Exercise instructions
All lines in the material containing the word "TermMatcher" need to be copied.

Study material
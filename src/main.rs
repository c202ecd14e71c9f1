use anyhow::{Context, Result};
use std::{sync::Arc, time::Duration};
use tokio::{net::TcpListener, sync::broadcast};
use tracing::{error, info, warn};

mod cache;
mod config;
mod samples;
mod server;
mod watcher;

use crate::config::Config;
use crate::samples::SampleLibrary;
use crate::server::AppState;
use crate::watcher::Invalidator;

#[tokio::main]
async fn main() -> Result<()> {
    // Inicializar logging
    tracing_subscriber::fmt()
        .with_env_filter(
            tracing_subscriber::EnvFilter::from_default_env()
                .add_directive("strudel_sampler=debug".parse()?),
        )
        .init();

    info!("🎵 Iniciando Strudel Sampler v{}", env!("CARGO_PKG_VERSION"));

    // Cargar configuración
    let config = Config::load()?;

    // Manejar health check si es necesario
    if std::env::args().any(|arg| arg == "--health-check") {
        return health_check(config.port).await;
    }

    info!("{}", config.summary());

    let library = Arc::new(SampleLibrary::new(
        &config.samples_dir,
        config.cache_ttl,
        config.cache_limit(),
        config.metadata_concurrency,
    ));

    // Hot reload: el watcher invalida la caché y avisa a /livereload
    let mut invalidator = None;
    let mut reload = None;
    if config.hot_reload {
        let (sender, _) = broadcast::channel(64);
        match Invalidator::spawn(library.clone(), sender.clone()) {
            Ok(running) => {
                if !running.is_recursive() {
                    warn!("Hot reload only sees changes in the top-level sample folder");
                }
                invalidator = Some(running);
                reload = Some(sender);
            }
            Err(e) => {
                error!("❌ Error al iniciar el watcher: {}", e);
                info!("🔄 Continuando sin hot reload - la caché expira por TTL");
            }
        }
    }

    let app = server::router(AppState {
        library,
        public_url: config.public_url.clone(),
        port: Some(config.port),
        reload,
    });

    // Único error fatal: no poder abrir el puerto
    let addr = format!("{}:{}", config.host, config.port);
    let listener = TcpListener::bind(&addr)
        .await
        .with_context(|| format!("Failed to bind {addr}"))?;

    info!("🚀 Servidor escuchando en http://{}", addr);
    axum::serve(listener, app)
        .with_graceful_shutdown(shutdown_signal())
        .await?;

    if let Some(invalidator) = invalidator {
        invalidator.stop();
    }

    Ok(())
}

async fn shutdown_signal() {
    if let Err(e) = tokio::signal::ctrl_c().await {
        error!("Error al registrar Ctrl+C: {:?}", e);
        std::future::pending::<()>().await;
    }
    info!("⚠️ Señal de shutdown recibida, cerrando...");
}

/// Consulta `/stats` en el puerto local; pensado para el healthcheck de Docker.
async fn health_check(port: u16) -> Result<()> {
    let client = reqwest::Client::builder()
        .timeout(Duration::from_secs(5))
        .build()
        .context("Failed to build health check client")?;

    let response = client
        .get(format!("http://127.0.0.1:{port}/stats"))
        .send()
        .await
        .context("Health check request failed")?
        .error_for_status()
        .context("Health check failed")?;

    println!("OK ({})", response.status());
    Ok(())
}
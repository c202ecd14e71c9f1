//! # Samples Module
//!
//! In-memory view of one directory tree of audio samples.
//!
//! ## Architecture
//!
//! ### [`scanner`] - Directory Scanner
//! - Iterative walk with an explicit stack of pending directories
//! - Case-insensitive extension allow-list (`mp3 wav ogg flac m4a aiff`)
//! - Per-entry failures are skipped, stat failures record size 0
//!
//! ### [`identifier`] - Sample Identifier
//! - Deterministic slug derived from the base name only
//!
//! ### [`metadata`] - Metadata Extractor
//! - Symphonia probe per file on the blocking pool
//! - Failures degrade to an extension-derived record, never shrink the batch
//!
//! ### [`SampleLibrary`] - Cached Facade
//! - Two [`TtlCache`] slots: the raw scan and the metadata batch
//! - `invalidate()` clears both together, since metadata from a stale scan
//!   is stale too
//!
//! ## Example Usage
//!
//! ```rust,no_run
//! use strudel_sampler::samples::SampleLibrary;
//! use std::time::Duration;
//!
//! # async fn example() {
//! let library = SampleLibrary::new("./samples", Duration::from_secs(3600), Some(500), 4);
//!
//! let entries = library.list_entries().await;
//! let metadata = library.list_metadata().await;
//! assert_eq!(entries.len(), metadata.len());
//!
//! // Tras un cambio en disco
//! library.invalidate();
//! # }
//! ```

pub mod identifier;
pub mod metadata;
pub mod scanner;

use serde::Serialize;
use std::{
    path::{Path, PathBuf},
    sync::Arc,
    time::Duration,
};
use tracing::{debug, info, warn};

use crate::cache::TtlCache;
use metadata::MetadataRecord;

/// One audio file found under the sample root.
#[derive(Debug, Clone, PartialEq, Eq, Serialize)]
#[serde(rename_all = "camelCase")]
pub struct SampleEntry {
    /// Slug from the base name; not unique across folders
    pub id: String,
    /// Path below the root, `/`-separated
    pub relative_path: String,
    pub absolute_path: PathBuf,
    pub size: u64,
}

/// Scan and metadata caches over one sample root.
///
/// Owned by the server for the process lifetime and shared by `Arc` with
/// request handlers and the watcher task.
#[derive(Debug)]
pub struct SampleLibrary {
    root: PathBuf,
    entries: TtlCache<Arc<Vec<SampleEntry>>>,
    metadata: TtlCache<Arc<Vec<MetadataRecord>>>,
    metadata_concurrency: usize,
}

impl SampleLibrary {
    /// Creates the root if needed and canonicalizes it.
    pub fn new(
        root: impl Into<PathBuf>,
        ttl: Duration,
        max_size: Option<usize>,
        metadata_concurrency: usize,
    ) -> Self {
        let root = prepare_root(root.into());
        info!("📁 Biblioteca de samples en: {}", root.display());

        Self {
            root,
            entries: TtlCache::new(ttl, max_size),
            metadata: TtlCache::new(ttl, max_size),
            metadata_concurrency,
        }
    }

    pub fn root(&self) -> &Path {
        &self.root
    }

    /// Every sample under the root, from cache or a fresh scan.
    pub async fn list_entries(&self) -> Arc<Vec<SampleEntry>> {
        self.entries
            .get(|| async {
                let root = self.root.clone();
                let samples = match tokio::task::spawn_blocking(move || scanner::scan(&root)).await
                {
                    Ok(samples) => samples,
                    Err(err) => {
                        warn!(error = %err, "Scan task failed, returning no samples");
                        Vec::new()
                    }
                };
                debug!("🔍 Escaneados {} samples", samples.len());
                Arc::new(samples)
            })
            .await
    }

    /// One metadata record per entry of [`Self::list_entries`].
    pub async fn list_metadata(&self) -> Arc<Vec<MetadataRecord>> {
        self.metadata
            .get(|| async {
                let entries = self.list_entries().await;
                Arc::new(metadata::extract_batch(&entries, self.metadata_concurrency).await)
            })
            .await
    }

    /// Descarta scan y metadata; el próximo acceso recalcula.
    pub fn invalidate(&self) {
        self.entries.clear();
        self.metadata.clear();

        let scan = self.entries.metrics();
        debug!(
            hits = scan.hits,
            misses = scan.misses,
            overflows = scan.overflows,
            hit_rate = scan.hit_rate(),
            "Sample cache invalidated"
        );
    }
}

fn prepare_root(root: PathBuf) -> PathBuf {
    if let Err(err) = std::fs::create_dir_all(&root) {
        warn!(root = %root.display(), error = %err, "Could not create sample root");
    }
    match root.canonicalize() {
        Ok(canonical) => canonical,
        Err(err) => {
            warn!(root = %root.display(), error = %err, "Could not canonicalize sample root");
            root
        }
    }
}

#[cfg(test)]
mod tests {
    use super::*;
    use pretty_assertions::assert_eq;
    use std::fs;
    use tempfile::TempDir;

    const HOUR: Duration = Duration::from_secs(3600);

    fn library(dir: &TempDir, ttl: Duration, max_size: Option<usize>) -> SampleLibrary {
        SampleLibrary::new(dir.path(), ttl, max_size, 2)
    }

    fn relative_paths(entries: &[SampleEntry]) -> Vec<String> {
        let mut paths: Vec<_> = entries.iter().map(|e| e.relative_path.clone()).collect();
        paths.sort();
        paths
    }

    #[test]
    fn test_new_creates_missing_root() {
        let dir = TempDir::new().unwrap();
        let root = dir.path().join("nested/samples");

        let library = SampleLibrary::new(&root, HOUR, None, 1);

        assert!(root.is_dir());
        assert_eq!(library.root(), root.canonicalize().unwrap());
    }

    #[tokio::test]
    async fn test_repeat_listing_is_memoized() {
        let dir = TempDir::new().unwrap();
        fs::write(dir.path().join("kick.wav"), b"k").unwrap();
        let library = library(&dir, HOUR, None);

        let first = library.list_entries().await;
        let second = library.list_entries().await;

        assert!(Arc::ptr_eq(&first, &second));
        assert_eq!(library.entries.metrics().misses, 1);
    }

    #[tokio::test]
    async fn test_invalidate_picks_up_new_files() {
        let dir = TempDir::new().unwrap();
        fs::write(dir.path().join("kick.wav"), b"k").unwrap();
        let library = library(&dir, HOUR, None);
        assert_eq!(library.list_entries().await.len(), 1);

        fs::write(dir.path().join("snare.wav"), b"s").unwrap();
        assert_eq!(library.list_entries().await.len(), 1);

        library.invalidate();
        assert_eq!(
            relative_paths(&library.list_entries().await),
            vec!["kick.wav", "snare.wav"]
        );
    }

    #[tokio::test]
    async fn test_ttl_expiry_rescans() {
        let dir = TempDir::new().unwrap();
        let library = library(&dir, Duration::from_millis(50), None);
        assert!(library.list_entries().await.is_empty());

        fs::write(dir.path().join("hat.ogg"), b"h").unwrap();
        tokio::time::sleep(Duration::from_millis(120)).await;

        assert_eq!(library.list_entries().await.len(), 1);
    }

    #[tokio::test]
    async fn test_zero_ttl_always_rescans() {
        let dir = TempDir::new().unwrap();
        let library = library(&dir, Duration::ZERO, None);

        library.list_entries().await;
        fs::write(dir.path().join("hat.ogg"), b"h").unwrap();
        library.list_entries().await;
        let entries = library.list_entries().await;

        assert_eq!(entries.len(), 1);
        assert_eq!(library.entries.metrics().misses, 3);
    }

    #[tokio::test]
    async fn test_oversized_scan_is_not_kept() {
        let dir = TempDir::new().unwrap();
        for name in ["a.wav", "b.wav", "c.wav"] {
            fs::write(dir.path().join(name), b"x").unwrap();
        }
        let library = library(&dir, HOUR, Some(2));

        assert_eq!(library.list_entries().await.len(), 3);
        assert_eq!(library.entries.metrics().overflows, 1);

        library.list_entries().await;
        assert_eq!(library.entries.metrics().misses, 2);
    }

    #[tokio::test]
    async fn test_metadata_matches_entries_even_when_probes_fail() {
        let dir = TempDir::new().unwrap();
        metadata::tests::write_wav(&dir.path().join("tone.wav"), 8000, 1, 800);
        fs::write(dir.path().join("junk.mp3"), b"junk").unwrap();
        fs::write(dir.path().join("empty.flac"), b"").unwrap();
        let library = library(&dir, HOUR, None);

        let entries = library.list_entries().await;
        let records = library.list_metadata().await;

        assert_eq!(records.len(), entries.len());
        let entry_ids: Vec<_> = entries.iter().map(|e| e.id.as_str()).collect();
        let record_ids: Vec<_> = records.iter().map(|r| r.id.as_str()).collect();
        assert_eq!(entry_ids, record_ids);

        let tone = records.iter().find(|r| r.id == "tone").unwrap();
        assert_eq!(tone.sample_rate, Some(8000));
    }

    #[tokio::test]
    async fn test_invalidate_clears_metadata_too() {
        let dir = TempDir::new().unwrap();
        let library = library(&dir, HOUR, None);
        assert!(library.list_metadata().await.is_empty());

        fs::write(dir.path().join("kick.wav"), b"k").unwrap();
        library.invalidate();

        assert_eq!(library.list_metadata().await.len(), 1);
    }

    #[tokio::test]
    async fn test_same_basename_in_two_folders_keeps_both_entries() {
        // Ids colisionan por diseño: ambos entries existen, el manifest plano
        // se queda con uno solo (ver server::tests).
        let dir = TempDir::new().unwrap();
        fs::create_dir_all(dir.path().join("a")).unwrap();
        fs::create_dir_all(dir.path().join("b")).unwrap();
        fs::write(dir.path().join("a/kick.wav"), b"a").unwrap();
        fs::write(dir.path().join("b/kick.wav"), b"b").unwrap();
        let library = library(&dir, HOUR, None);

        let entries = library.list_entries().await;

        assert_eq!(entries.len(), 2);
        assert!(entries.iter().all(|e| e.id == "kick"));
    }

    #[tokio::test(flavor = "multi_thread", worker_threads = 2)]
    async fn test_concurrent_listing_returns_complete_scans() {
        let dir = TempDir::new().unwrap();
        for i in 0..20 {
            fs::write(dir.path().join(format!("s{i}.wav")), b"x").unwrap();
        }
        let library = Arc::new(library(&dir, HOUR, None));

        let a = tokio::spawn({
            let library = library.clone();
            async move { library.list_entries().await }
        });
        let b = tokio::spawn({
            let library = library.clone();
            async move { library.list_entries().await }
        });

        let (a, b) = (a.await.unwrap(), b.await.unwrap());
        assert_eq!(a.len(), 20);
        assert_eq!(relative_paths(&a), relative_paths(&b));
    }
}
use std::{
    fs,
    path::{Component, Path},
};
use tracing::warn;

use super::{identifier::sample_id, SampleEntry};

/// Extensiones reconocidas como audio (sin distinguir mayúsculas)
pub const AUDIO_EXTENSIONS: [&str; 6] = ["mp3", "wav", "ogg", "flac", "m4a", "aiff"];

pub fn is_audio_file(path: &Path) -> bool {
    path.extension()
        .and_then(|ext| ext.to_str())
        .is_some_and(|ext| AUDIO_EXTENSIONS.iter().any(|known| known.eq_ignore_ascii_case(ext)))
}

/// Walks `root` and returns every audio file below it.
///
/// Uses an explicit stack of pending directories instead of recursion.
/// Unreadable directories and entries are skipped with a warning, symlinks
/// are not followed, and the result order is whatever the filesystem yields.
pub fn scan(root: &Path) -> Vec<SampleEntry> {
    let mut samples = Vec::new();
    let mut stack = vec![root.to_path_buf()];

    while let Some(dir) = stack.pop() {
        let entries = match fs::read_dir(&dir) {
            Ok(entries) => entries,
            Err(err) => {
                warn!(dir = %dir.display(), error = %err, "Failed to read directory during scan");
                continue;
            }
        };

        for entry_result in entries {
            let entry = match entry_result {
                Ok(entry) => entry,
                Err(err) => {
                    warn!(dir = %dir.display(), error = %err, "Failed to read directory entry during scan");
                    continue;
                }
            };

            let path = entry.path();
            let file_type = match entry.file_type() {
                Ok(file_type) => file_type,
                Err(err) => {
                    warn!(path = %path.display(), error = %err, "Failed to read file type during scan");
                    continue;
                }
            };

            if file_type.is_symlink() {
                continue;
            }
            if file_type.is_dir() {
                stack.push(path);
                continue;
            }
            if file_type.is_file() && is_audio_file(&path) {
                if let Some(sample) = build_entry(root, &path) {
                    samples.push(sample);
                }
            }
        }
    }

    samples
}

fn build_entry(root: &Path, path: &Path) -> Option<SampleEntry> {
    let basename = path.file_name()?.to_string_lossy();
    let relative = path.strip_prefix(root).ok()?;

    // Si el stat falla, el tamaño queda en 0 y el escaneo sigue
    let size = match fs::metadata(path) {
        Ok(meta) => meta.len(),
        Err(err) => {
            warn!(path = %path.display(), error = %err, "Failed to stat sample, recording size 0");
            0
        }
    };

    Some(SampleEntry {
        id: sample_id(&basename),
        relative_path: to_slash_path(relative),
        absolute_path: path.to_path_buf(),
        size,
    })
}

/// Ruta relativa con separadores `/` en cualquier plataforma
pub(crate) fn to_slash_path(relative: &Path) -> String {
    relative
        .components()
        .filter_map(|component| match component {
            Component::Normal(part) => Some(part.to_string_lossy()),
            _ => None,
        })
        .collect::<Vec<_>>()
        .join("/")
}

* * *

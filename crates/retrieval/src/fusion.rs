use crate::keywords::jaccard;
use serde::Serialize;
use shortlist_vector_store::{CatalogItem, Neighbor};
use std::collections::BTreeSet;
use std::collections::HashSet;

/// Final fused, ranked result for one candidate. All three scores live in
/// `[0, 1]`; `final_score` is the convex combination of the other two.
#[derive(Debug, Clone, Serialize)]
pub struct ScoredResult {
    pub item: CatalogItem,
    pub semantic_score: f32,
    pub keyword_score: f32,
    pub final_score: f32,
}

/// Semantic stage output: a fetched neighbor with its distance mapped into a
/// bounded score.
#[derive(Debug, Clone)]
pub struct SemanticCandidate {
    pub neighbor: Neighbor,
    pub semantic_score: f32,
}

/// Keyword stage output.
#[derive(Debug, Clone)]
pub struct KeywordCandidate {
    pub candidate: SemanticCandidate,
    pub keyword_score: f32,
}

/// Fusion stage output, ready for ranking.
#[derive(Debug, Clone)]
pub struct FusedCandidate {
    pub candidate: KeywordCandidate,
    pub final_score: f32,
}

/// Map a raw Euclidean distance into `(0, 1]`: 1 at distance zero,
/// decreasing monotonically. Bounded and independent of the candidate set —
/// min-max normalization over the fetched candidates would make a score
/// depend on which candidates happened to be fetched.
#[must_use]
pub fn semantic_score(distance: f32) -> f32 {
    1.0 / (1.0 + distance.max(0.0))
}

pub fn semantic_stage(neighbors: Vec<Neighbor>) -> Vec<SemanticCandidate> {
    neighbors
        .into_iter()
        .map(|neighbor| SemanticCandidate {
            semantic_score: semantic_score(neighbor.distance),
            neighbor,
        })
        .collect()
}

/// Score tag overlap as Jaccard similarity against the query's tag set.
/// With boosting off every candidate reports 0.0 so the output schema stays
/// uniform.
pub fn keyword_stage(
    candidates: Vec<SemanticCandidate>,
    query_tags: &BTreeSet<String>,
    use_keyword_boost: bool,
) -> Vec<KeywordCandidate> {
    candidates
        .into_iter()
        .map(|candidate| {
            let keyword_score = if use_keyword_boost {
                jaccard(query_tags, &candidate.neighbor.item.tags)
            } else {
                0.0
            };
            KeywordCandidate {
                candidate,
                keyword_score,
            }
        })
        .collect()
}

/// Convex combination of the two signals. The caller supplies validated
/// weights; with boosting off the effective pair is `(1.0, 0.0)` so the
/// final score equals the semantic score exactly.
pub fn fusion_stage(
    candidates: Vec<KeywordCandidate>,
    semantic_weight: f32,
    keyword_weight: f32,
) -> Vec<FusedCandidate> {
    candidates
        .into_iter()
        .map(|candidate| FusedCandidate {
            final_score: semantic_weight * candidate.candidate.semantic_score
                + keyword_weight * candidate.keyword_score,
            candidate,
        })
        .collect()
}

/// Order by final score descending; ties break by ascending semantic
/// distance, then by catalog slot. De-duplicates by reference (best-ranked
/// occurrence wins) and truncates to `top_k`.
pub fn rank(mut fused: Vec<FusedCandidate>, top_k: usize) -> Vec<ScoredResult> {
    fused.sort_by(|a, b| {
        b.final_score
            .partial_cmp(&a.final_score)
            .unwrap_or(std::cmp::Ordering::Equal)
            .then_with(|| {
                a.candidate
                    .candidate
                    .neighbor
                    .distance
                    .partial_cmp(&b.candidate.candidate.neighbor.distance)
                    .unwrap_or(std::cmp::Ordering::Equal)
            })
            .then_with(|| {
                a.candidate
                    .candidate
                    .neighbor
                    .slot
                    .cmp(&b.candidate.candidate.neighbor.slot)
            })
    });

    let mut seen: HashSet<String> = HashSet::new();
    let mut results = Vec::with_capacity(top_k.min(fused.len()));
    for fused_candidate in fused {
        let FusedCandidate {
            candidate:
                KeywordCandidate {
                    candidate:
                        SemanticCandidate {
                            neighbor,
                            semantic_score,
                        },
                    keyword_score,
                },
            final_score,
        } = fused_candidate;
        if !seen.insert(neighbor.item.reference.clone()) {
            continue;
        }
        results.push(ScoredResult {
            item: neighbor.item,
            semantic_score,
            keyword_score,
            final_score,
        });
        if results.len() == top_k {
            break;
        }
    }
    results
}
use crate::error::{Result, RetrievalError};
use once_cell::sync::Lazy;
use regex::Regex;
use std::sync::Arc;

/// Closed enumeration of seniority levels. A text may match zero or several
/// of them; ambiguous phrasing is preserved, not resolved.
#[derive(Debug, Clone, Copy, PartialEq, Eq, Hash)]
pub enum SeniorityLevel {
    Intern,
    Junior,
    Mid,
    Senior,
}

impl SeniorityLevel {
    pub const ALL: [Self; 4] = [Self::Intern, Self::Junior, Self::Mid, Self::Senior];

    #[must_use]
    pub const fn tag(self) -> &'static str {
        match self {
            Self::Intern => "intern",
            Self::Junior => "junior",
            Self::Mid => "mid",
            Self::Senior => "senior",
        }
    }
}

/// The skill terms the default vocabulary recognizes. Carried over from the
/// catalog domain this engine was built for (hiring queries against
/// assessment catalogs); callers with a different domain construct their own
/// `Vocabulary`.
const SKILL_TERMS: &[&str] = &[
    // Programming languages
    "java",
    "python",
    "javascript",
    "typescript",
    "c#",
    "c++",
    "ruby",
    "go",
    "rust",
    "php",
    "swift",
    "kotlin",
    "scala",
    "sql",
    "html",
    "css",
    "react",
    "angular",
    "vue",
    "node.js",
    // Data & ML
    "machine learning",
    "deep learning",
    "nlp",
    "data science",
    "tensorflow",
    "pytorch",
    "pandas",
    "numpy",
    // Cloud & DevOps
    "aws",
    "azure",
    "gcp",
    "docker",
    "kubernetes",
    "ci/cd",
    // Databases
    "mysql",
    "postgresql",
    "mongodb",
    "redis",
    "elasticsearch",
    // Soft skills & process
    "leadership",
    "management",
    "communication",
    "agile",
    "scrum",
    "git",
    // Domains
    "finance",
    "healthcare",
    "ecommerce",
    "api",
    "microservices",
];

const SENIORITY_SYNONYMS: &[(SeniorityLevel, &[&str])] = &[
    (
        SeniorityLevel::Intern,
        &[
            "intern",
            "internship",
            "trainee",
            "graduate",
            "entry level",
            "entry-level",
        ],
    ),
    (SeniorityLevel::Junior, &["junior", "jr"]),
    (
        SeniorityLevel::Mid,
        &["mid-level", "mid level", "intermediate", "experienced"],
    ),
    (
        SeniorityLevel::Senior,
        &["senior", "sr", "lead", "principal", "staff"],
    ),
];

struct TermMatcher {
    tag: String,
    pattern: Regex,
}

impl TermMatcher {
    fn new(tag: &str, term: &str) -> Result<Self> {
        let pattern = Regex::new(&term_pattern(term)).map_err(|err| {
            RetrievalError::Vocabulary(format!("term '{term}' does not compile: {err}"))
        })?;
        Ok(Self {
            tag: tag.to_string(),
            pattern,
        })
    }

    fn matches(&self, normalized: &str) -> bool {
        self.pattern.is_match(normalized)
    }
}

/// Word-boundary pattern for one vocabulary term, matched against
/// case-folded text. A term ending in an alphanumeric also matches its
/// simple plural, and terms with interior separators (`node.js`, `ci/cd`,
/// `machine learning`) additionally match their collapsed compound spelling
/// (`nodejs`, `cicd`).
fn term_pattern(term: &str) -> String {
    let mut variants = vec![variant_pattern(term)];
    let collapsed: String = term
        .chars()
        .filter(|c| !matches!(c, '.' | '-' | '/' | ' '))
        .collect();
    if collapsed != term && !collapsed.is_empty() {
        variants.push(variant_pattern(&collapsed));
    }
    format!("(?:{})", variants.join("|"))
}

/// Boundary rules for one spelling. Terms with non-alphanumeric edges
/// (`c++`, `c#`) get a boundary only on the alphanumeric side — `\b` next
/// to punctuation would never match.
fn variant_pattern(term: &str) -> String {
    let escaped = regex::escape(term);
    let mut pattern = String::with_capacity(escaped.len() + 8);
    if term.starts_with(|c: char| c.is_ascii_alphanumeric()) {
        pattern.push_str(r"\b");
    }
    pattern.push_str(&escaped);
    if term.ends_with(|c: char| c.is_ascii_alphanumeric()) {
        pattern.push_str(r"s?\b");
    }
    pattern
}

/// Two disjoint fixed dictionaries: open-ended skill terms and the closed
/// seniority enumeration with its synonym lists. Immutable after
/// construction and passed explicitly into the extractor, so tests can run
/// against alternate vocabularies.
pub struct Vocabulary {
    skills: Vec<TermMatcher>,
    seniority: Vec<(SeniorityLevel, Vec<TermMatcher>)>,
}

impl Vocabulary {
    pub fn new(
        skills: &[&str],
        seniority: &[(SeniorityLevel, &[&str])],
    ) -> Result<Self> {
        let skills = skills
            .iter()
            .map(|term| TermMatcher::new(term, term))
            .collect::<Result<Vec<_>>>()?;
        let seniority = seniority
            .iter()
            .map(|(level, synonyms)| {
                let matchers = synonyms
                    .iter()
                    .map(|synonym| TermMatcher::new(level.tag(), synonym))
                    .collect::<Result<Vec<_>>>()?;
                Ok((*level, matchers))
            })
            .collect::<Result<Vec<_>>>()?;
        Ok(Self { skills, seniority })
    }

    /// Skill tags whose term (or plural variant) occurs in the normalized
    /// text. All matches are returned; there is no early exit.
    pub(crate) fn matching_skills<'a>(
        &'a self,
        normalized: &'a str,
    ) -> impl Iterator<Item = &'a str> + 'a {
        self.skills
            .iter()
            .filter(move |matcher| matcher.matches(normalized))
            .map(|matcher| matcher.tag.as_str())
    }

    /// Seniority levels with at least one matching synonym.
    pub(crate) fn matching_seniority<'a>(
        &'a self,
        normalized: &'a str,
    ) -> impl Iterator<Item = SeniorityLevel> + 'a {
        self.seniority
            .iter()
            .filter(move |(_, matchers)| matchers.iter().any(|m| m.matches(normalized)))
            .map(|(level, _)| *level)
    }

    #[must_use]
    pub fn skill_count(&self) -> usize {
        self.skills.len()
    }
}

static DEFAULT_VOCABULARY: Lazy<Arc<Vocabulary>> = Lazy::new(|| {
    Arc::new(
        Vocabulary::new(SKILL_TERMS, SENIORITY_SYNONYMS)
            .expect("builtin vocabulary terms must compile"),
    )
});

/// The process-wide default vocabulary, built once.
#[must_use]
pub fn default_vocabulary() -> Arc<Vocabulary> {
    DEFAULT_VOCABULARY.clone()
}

==

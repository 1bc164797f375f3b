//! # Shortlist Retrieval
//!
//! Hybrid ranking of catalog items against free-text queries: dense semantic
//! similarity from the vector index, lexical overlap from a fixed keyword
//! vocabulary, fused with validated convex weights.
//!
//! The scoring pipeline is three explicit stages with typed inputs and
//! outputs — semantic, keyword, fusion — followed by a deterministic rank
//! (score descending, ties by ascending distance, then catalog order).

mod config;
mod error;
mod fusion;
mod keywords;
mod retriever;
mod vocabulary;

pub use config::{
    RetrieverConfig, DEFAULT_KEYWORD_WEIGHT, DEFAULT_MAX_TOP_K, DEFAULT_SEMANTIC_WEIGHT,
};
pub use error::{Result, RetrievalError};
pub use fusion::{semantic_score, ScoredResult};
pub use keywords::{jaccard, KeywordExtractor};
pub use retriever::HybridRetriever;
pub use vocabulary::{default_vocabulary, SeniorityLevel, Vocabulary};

Exercise result
struct TermMatcher {
impl TermMatcher {
    skills: Vec<TermMatcher>,
    seniority: Vec<(SeniorityLevel, Vec<TermMatcher>)>,
            .map(|term| TermMatcher::new(term, term))
                    .map(|synonym| TermMatcher::new(level.tag(), synonym))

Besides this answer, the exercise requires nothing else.